The objectants’ claim of undue influence alleged that the proponent persuaded the testator to change her funeral home of choice to one that was a client of the proponent. However, the proponent testified that he made no recommendations regarding the decedent’s testamentary plan, but tried to persuade her to choose another executor. In addition, the record demonstrated that every time the decedent met with the proponent regarding her estate plan, she was not accompanied by anyone. In view of these facts, the Court held that the Objectants failed to meet their burden in connection with their allegations of undue influence (see Matter of Feller, supra).

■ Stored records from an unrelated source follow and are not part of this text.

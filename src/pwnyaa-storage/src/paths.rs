//! Default location of the state document.
//!
//! - **Linux**: `~/.local/share/pwnyaa/state.json`
//! - **macOS**: `~/Library/Application Support/pwnyaa/state.json`
//! - **Windows**: `%APPDATA%\pwnyaa\state.json`

use std::path::PathBuf;

use tracing::debug;

use crate::error::{Result, StorageError};

/// Application name used for the storage directory.
pub const APP_NAME: &str = "pwnyaa";

/// File name of the state document.
pub const STATE_FILE: &str = "state.json";

/// Platform data directory path of the state document.
pub fn default_state_path() -> Result<PathBuf> {
    let path = dirs::data_dir()
        .ok_or(StorageError::HomeDirNotFound)?
        .join(APP_NAME)
        .join(STATE_FILE);
    debug!(path = %path.display(), "Resolved default state path");
    Ok(path)
}
//! Command-line and environment configuration.

use std::path::PathBuf;
use std::str::FromStr;
use std::time::Duration;

use chrono::{NaiveTime, Weekday};
use clap::{Parser, Subcommand, ValueEnum};
use pwnyaa_sites::TwCredentials;
use pwnyaa_slack::SlackMessageContent;
use pwnyaa_storage::{AliasMatch, default_state_path};

use crate::error::{BotError, Result};
use crate::scheduler::ScheduleConfig;

/// Log verbosity.
#[derive(Debug, Clone, Copy, Default, PartialEq, Eq, ValueEnum)]
pub enum LogLevel {
    Error,
    Warn,
    #[default]
    Info,
    Debug,
    Trace,
}

impl LogLevel {
    /// Convert to tracing filter string.
    pub fn as_filter_str(&self) -> &'static str {
        match self {
            LogLevel::Error => "error",
            LogLevel::Warn => "warn",
            LogLevel::Info => "info",
            LogLevel::Debug => "debug",
            LogLevel::Trace => "trace",
        }
    }
}

/// pwnyaa - tracks pwnable.tw and pwnable.xyz progress in Slack.
#[derive(Parser)]
#[command(name = "pwnyaa", version, about, long_about = None)]
pub struct Cli {
    #[command(subcommand)]
    pub command: Option<Commands>,

    /// Path of the JSON state document.
    #[arg(long, env = "PWNYAA_STATE_PATH", global = true)]
    pub state_path: Option<PathBuf>,

    /// Channel that receives daily and weekly digests.
    #[arg(long, env = "PWNYAA_CHANNEL")]
    pub channel: Option<String>,

    /// pwnable.tw login name.
    #[arg(long, env = "TWUSER")]
    pub tw_user: Option<String>,

    /// pwnable.tw password.
    #[arg(long, env = "TWPW", hide_env_values = true)]
    pub tw_password: Option<String>,

    /// Name the bot answers to (`@<name> list`) and posts as.
    #[arg(long, env = "PWNYAA_BOT_NAME", default_value = "pwnyaa")]
    pub bot_name: String,

    /// Emoji icon used for posts.
    #[arg(long, default_value = ":pwn:")]
    pub icon_emoji: String,

    /// Contest name comparison: `exact` or `case-insensitive`.
    #[arg(long, default_value = "exact", value_parser = AliasMatch::from_str)]
    pub alias_match: AliasMatch,

    /// Minutes between challenge refreshes.
    #[arg(long, default_value_t = 30, value_parser = clap::value_parser!(u64).range(1..))]
    pub refresh_minutes: u64,

    /// Local time of the daily digest (HH:MM).
    #[arg(long, default_value = "09:00", value_parser = parse_clock)]
    pub daily_at: NaiveTime,

    /// Local time of the weekly ranking (HH:MM).
    #[arg(long, default_value = "21:00", value_parser = parse_clock)]
    pub weekly_at: NaiveTime,

    /// Day of the weekly ranking.
    #[arg(long, default_value = "sun", value_parser = parse_weekday)]
    pub weekly_day: Weekday,

    /// Log level; `RUST_LOG` takes precedence when set.
    #[arg(long, value_enum, env = "PWNYAA_LOG_LEVEL", default_value_t = LogLevel::Info, global = true)]
    pub log_level: LogLevel,
}

impl std::fmt::Debug for Cli {
    fn fmt(&self, f: &mut std::fmt::Formatter<'_>) -> std::fmt::Result {
        f.debug_struct("Cli")
            .field("command", &self.command)
            .field("state_path", &self.state_path)
            .field("channel", &self.channel)
            .field("tw_user", &self.tw_user)
            .field("tw_password", &self.tw_password.as_ref().map(|_| "[REDACTED]"))
            .field("bot_name", &self.bot_name)
            .field("icon_emoji", &self.icon_emoji)
            .field("alias_match", &self.alias_match)
            .field("refresh_minutes", &self.refresh_minutes)
            .field("daily_at", &self.daily_at)
            .field("weekly_at", &self.weekly_at)
            .field("weekly_day", &self.weekly_day)
            .field("log_level", &self.log_level)
            .finish()
    }
}

#[derive(Debug, Clone, Copy, PartialEq, Eq, Subcommand)]
pub enum Commands {
    /// Connect to Slack and run the bot (default).
    Run,
    /// Refresh challenge counts of every site once and exit.
    Refresh,
    /// Print the contest summary from the state document.
    List,
}

fn parse_clock(s: &str) -> std::result::Result<NaiveTime, String> {
    NaiveTime::parse_from_str(s.trim(), "%H:%M")
        .map_err(|e| format!("invalid time '{s}', expected HH:MM: {e}"))
}

fn parse_weekday(s: &str) -> std::result::Result<Weekday, String> {
    s.trim()
        .parse::<Weekday>()
        .map_err(|_| format!("invalid weekday '{s}'"))
}

impl Cli {
    /// Subcommand to run, `run` when none was given.
    pub fn command(&self) -> Commands {
        self.command.unwrap_or(Commands::Run)
    }

    pub fn state_path(&self) -> Result<PathBuf> {
        match &self.state_path {
            Some(path) => Ok(path.clone()),
            None => Ok(default_state_path()?),
        }
    }

    /// Digest channel; required by `run`.
    pub fn digest_channel(&self) -> Result<String> {
        self.channel
            .clone()
            .filter(|c| !c.trim().is_empty())
            .ok_or_else(|| BotError::Config("--channel or PWNYAA_CHANNEL is required".into()))
    }

    /// pwnable.tw login, when both halves are configured.
    pub fn tw_credentials(&self) -> Option<TwCredentials> {
        match (&self.tw_user, &self.tw_password) {
            (Some(user), Some(password)) => Some(TwCredentials::new(user, password)),
            _ => None,
        }
    }

    pub fn identity(&self) -> PostingIdentity {
        PostingIdentity::new(&self.bot_name, &self.icon_emoji)
    }

    pub fn schedule(&self) -> ScheduleConfig {
        ScheduleConfig {
            refresh_every: Duration::from_secs(self.refresh_minutes * 60),
            daily_at: self.daily_at,
            weekly_at: self.weekly_at,
            weekly_day: self.weekly_day,
        }
    }
}

/// Name and icon every post is made under.
#[derive(Debug, Clone, PartialEq, Eq)]
pub struct PostingIdentity {
    pub username: String,
    pub icon_emoji: String,
}

impl PostingIdentity {
    pub fn new(username: impl Into<String>, icon_emoji: impl Into<String>) -> Self {
        Self {
            username: username.into(),
            icon_emoji: icon_emoji.into(),
        }
    }

    /// Message content carrying this identity.
    pub fn message(&self, text: impl Into<String>) -> SlackMessageContent {
        SlackMessageContent::new(text).with_identity(&self.username, &self.icon_emoji)
    }
}

impl Default for PostingIdentity {
    fn default() -> Self {
        Self::new("pwnyaa", ":pwn:")
    }
}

Interestingly enough, there was no discussion of a confidential relationship between the decedent and proponent in this case, and thus, the burden of proof did not shift. After all, an attorney-client relationship often gives rise to a confidential relationship, and a consequential presumption of undue influence (see e.g., Weber v Burman, 22 Misc 3d 1104[A] [Sup Ct, Nassau County 2008]; Estate of Olson, 5/16/2006 NYLJ 33 [col 4] [Sur Ct, Richmond County]). Perhaps this was not considered because the attorney-draftsman was not a beneficiary, but I would submit that such a relationship is arguably relevant here, in light of the allegations.